Excerpts from a dataset:
<<<<
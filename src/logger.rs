//! File logger shared by every module.
//!
//! Lines are written as `<local RFC 3339 time> [LEVEL] message`. Debug builds
//! always log and echo to stderr; release builds write only when
//! `CAMPSITE_ENABLE_LOGGING=1`. Password values must never reach this module.

use crate::config::default_data_dir;
use crate::constants::{ENV_ENABLE_LOGGING, ENV_LOG_DIR, ENV_LOG_VERBOSE, MAX_LOG_BYTES};
use chrono::{Local, SecondsFormat};
use std::fs::{self, OpenOptions};
use std::io::Write;
use std::path::{Path, PathBuf};
use std::sync::OnceLock;

#[derive(Debug, Clone, Copy, PartialEq, Eq)]
enum Level {
    Debug,
    Info,
    Warn,
    Error,
}

impl Level {
    fn as_str(self) -> &'static str {
        match self {
            Level::Debug => "DEBUG",
            Level::Info => "INFO",
            Level::Warn => "WARN",
            Level::Error => "ERROR",
        }
    }
}

struct Logger {
    /// `None` when file logging is switched off
    file: Option<PathBuf>,
    verbose: bool,
}

impl Logger {
    fn from_env() -> Self {
        let enabled = cfg!(debug_assertions) || env_flag(ENV_ENABLE_LOGGING);
        let file = enabled.then(|| {
            let dir = std::env::var(ENV_LOG_DIR)
                .map(PathBuf::from)
                .unwrap_or_else(|_| default_data_dir().join("logs"));
            let _ = fs::create_dir_all(&dir);
            dir.join(if cfg!(debug_assertions) {
                "campsite-dev.log"
            } else {
                "campsite.log"
            })
        });

        Self {
            file,
            verbose: env_flag(ENV_LOG_VERBOSE),
        }
    }

    fn emit(&self, level: Level, message: &str) {
        let line = format_line(level, message);

        #[cfg(debug_assertions)]
        eprintln!("{}", line);

        if let Some(path) = &self.file {
            append_line(path, &line);
        }
    }
}

fn format_line(level: Level, message: &str) -> String {
    format!(
        "{} [{}] {}",
        Local::now().to_rfc3339_opts(SecondsFormat::Millis, false),
        level.as_str(),
        message
    )
}

/// Append to `path`, moving it to `*.log.bak` first once it exceeds the size cap.
fn append_line(path: &Path, line: &str) {
    let oversized = fs::metadata(path)
        .map(|meta| meta.len() > MAX_LOG_BYTES)
        .unwrap_or(false);
    if oversized {
        let backup = path.with_extension("log.bak");
        let _ = fs::remove_file(&backup);
        let _ = fs::rename(path, &backup);
    }

    if let Ok(mut file) = OpenOptions::new().create(true).append(true).open(path) {
        let _ = writeln!(file, "{}", line);
    }
}

fn env_flag(name: &str) -> bool {
    std::env::var(name).map(|v| v == "1").unwrap_or(false)
}

static LOGGER: OnceLock<Logger> = OnceLock::new();

fn logger() -> &'static Logger {
    LOGGER.get_or_init(Logger::from_env)
}

/// Read the logging environment and create the log directory now rather than
/// on the first message.
pub fn init_logger() {
    let _ = logger();
}

pub fn log_debug(message: &str) {
    logger().emit(Level::Debug, message);
}

/// Debug line that is only written with `CAMPSITE_LOG_VERBOSE=1`
pub fn log_debug_verbose(message: &str) {
    let logger = logger();
    if logger.verbose {
        logger.emit(Level::Debug, message);
    }
}

pub fn log_info(message: &str) {
    logger().emit(Level::Info, message);
}

pub fn log_warn(message: &str) {
    logger().emit(Level::Warn, message);
}

pub fn log_error(message: &str) {
    logger().emit(Level::Error, message);
}
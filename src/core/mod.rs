//! Core business logic (platform-agnostic)
//!
//! CRITICAL: This module MUST NOT import platform-specific code or UI frameworks.

pub mod credential;
pub mod device;
pub mod login;
pub mod registration;
pub mod storage;

pub use credential::{CredentialStore, PersistOp, PersistOutcome};
pub use device::{
    DeviceServices, ImageFormat, ImageManipulator, ImageOutcome, ImagePicker, ImageSource,
    ManipulateOptions, MediaLibrary, PermissionStatus, PickedImage, PickerOptions,
};
pub use login::{LoginTab, MountOutcome, TabState};
pub use registration::RegisterTab;
pub use storage::SecureStorage;
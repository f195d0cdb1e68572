//! Campsite - login, registration and reservation form logic
//!
//! Core library exposing the remembered-credential store, the tab
//! controllers that drive it, and the storage facilities behind it.

// Public modules
pub mod config;
pub mod constants;
pub mod core;
pub mod logger;
pub mod models;
pub mod platform;
pub mod utils;

// Re-export commonly used types
pub use crate::core::{
    CredentialStore, LoginTab, MountOutcome, PersistOp, PersistOutcome, RegisterTab,
    SecureStorage, TabState,
};
pub use config::{AppConfig, Platform, StorageBackend};
pub use models::{
    Credentials, LoginForm, RegistrationForm, Reservation, ReservationForm, SecureString,
    StorageKey,
};
pub use platform::{open_storage, MemoryStorage, SqliteStorage};
pub use utils::{ConfigError, DbError, DeviceError, FormError, StorageError};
>>>>
■ Directions
Repeat, word for word, the lines from the start of the records to the line that contains "let oversized = fs::metadata(path)", both of them included, and no others.

■ Task response
filename src/logger.rs
//! File logger shared by every module.
//!
//! Lines are written as `<local RFC 3339 time> [LEVEL] message`. Debug builds
//! always log and echo to stderr; release builds write only when
//! `CAMPSITE_ENABLE_LOGGING=1`. Password values must never reach this module.

use crate::config::default_data_dir;
use crate::constants::{ENV_ENABLE_LOGGING, ENV_LOG_DIR, ENV_LOG_VERBOSE, MAX_LOG_BYTES};
use chrono::{Local, SecondsFormat};
use std::fs::{self, OpenOptions};
use std::io::Write;
use std::path::{Path, PathBuf};
use std::sync::OnceLock;

#[derive(Debug, Clone, Copy, PartialEq, Eq)]
enum Level {
    Debug,
    Info,
    Warn,
    Error,
}

impl Level {
    fn as_str(self) -> &'static str {
        match self {
            Level::Debug => "DEBUG",
            Level::Info => "INFO",
            Level::Warn => "WARN",
            Level::Error => "ERROR",
        }
    }
}

struct Logger {
    /// `None` when file logging is switched off
    file: Option<PathBuf>,
    verbose: bool,
}

impl Logger {
    fn from_env() -> Self {
        let enabled = cfg!(debug_assertions) || env_flag(ENV_ENABLE_LOGGING);
        let file = enabled.then(|| {
            let dir = std::env::var(ENV_LOG_DIR)
                .map(PathBuf::from)
                .unwrap_or_else(|_| default_data_dir().join("logs"));
            let _ = fs::create_dir_all(&dir);
            dir.join(if cfg!(debug_assertions) {
                "campsite-dev.log"
            } else {
                "campsite.log"
            })
        });

        Self {
            file,
            verbose: env_flag(ENV_LOG_VERBOSE),
        }
    }

    fn emit(&self, level: Level, message: &str) {
        let line = format_line(level, message);

        #[cfg(debug_assertions)]
        eprintln!("{}", line);

        if let Some(path) = &self.file {
            append_line(path, &line);
        }
    }
}

fn format_line(level: Level, message: &str) -> String {
    format!(
        "{} [{}] {}",
        Local::now().to_rfc3339_opts(SecondsFormat::Millis, false),
        level.as_str(),
        message
    )
}

/// Append to `path`, moving it to `*.log.bak` first once it exceeds the size cap.
fn append_line(path: &Path, line: &str) {
    let oversized = fs::metadata(path)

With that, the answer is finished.